Created on 2013-07-20 14:37 by dholth, last changed 2022-04-11 14:57 by admin. This issue is now closed.

zipfile-no-crc32.patch dholth, 2013-07-20 14:37 review
zdlazy.patch dholth, 2013-07-20 15:01 review
msg193408 - (view) Author: Daniel Holth (dholth) * Date: 2013-07-20 14:37

I noticed this table taking up time on import. I'd guess that it pre-dates zlib.crc32 which is imported at the top of the file. I also suspect that most of the time this table isn't even used at all.
msg193409 - (view) Author: Daniel Holth (dholth) * Date: 2013-07-20 15:01
Someone who has a better understanding of zipfile may be able to get zlib.crc32(bytes[ch], running_crc) to work correctly. This patch that passes the zipfile tests generates the crctable only when _ZipDecrypter() is instantiated.
msg193411 - (view) Author: Serhiy Storchaka (serhiy.storchaka) * (Python committer) Date: 2013-07-20 16:13
How much time take it?
msg193416 - (view) Author: Daniel Holth (dholth) * Date: 2013-07-20 17:36
It takes 706 microseconds.

On my machine 

%timeit import sys; del sys.modules['zipfile']; import zipfile "import

takes 2.51 ms without the patch and 1.7 ms with the patch.

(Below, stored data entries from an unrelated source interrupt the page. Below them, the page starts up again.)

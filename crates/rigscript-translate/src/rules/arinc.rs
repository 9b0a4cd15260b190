//! ARINC simulator label commands.
//!
//! Label phrasing is too loose to translate reliably, so every emission also
//! raises a manual-review alert.

use std::sync::LazyLock;

use regex::Regex;
use rigscript_model::sentinel::ALERT_MANUAL_REVIEW;

use crate::engine::{Emit, RowCtx, Translator};

static SET_RE: LazyLock<Regex> = LazyLock::new(|| {
    Regex::new(r"(?i)ARINC Simulator\s?:?\s?(?P<set>set)\s?(?P<item>.*)to(?P<value>.*)(?P<note> \(.*\))")
        .expect("static regex must compile")
});

pub struct ArincRule;

impl Translator for ArincRule {
    fn name(&self) -> &'static str {
        "arinc"
    }

    fn translate(&self, row: &RowCtx<'_>) -> Vec<Emit> {
        let Some(caps) = SET_RE.captures(row.text) else {
            return Vec::new();
        };
        let sep = row.notation().separator;
        let marker = &row.notation().comment_marker;
        let set = &caps["set"];
        let item = caps["item"].to_uppercase();
        let value = &caps["value"];
        let note = &caps["note"];
        vec![
            Emit::output(
                row.index,
                format!("ARINC{sep}SET{sep}{set}{sep}{item}{value}{sep}{marker}{sep}{note}"),
            )
            .with_alert(ALERT_MANUAL_REVIEW),
        ]
    }
}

msg193422 - (view) Author: Daniel Holth (dholth) * Date: 2013-07-20 22:14
I tried it on a raspberry pi. zipfile takes 36 ms to import and 10 ms if it does not generate the crctable.
msg194473 - (view) Author: Serhiy Storchaka (serhiy.storchaka) * (Python committer) Date: 2013-08-05 12:48
The objection to zipfile-no-crc32.patch is that binascii.crc32() and _crc32() have different signatures. binascii.crc32() accepts a byte object while _crc32() accepts a single integer. With packing this value into a bytes object _crc32() will be much slower.

As for zdlazy.patch, there is a proposed patch in issue10030 which speedups pure Python decryption. I'm afraid that with zdlazy.patch this path will lose a part of it's speedup.
msg197824 - (view) Author: Daniel Holth (dholth) * Date: 2013-09-15 19:55
I am withdrawing zipfile-no-crc32.patch. It did not work correctly. 

zdlazy.patch should go in. It avoids creating the rarely-needed crc32 table until the first time it is needed, saving some memory and the majority of time needed to import the module.

zdlazy.patch should not affect its C replacement at all, except that the rarely-needed CRC32 table that we are not generating becomes a never-needed table.
msg197836 - (view) Author: Serhiy Storchaka (serhiy.storchaka) * (Python committer) Date: 2013-09-15 21:15
I meant my pure Python patch in issue10030. Binding crctable to local variable is one of microoptimizations. Not the largest one however. So in general I not objects. Your patch LGTM. Only one nitpick -- instead "not _ZipDecrypter.crctable" use "_ZipDecrypter.crctable is None".
msg207238 - (view) Author: Daniel Holth (dholth) * Date: 2014-01-03 19:42
Fixed in
msg207442 - (view) Author: Larry Hastings (larry) * (Python committer) Date: 2014-01-06 15:22
Since this isn't a bugfix, it was inappropriate to check this in after feature-freeze for 3.4.  However it looks harmless enough, so I'm not asking you to revert it at this time.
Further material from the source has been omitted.